O rap tem sido um dos estilos musicais que mais
carrega a luta e resistência desses povos marginalizados. Como forma de mostrar
e questionar as condições econômicas, sociais, educacionais e culturais, o
gênero ganhou força desde os anos 1980 no Brasil. A ferramenta política que a
música do rap oferece se faz presente em cada canto do país.
Na cidade de Seabra, o segmento tem crescido e
repercutido em manifestações culturais de batalhas, Slams e lançamentos financiados pela Lei Aldir Blanc. Kaila Barreto, mulher trans negra, cantora e
compositora de músicas disponíveis no seu canal de YouTube,
representa esse movimento.
As vivências da artista como mulher trans e questões como racismo e afeto são abordadas nas composições artísticas da chapadense. Em “Falta Amor'', primeira produção da artista, a morte a pauladas da travesti conhecida como Rosinha do Beco na cidade de Seabra, resultou na composição da música. Mostra aquilo que pessoas como ela passam no dia a dia que vão além da ameaça de morte constante, como os olhares, discriminações, solidão e ódio verbal. É um canto de resistência para percorrer a vida atravessando essas violências como negra e trans.

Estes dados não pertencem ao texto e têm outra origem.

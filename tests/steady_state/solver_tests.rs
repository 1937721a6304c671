//! Tests for the steady-state pipeline

use approx::assert_relative_eq;
use dsge_core::models::financial_frictions;
use dsge_core::parameters::ParameterSet;
use dsge_core::steady_state::frictions::{norm_cdf, norm_quantile, zeta_spb};
use dsge_core::steady_state::{solve, SolverOptions, SteadyState};

fn baseline() -> ParameterSet {
    financial_frictions::parameters().unwrap()
}

#[test]
fn test_solver_does_not_write_parameters() {
    let params = baseline();
    let before = params.clone();
    solve(&params, &SolverOptions::default()).unwrap();
    assert_eq!(params.free_values(), before.free_values());
    assert!(params.value_of("rstar").unwrap().is_nan());
}

#[test]
fn test_repeated_solves_bit_identical() {
    let params = baseline();
    let options = SolverOptions::default();
    let first = solve(&params, &options).unwrap().to_array();
    for _ in 0..50 {
        let again = solve(&params, &options).unwrap().to_array();
        assert!(first
            .iter()
            .zip(again.iter())
            .all(|(a, b)| a.to_bits() == b.to_bits()));
    }
}

#[test]
fn test_threshold_quantile_matches_failure_probability() {
    let params = baseline();
    let ss = solve(&params, &SolverOptions::default()).unwrap();
    let f_omega = params.value_of("Fω").unwrap();
    assert_relative_eq!(norm_cdf(ss.z_omega_star), f_omega, epsilon = 1e-12);
    assert_relative_eq!(ss.z_omega_star, norm_quantile(f_omega));
}

#[test]
fn test_root_reproduces_target_elasticity() {
    let mut params = baseline();
    for target in [0.04, 0.0559, 0.07] {
        params.set_value("ζ_spb", target).unwrap();
        let ss = solve(&params, &SolverOptions::default()).unwrap();
        assert!(!ss.used_fallback, "fallback at ζ_spb = {}", target);
        let spr = params.value_of("spr").unwrap();
        assert_relative_eq!(zeta_spb(ss.z_omega_star, ss.sigma_omega_star, spr), target, epsilon = 1e-9);
    }
}

#[test]
fn test_singular_spread_falls_back() {
    let mut params = baseline();
    params.set_value("spr", 0.0).unwrap();
    let ss = solve(&params, &SolverOptions::default()).unwrap();
    assert!(ss.used_fallback);
    assert_eq!(ss.sigma_omega_star, 0.5);
    for (key, value) in ss.entries() {
        assert!(value.is_finite(), "{} = {}", key, value);
    }
}

#[test]
fn test_baseline_elasticities() {
    let ss = solve(&baseline(), &SolverOptions::default()).unwrap();
    assert_relative_eq!(ss.zeta_sp_sigma_omega, 0.02692, epsilon = 1e-4);
    assert_relative_eq!(ss.zeta_sp_mu_e, 0.004263, epsilon = 1e-5);
    assert_relative_eq!(ss.zeta_n_rk, 1.352, epsilon = 1e-3);
    assert_relative_eq!(ss.zeta_n_r, 0.356, epsilon = 1e-3);
    assert_relative_eq!(ss.zeta_n_n, 0.9969, epsilon = 1e-3);
    assert!(ss.zeta_n_mu_e > 0.0 && ss.zeta_n_sigma_omega > 0.0);
}

#[test]
fn test_serialization() {
    let ss = solve(&baseline(), &SolverOptions::default()).unwrap();
    let json = serde_json::to_string(&ss).unwrap();
    let back: SteadyState = serde_json::from_str(&json).unwrap();
    assert_eq!(back, ss);
    for ((key, before), (_, after)) in ss.entries().iter().zip(back.entries().iter()) {
        assert_eq!(before.to_bits(), after.to_bits(), "{}", key);
    }

    let value: serde_json::Value = serde_json::from_str(&json).unwrap();
    for key in SteadyState::KEYS {
        assert!(value.get(key).is_some(), "missing {}", key);
    }
    assert_eq!(ss.get("Rstarn"), Some(ss.rstarn));
    assert_eq!(ss.get("nope"), None);
}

Vozes como a de Kaila ecoam pelo território de Seabra e se tornam importantes no debate nacional e regional, no país que mais mata pessoas trans.
Em entrevista a Ana Novaes, Kaila conta as suas
vivências e experiência na vida musical, acadêmica e no processo de aceitação
da própria identidade.
Multiciência:
Quando você começou a cantar e, principalmente, a compor e produzir suas
músicas?
Kaila Barreto: Minhas experiências com canto começaram no Instituto Federal de Educação, Ciência e Tecnologia da Bahia - Campus Seabra (IFBA), com um projeto em que a gente explorava um pouco dessa arte no intervalo, de forma divertida e descontraída. Durante a Batalha do CT [encontro que acontecia em Seabra-BA] também experimentei cantar, ou melhor, rimar, ponto de partida para a composição. A partir daí, com o auxílio de John Belik, Alonso e outros artistas da cidade envolvidos com a produção, comecei a produzir minhas músicas autorais.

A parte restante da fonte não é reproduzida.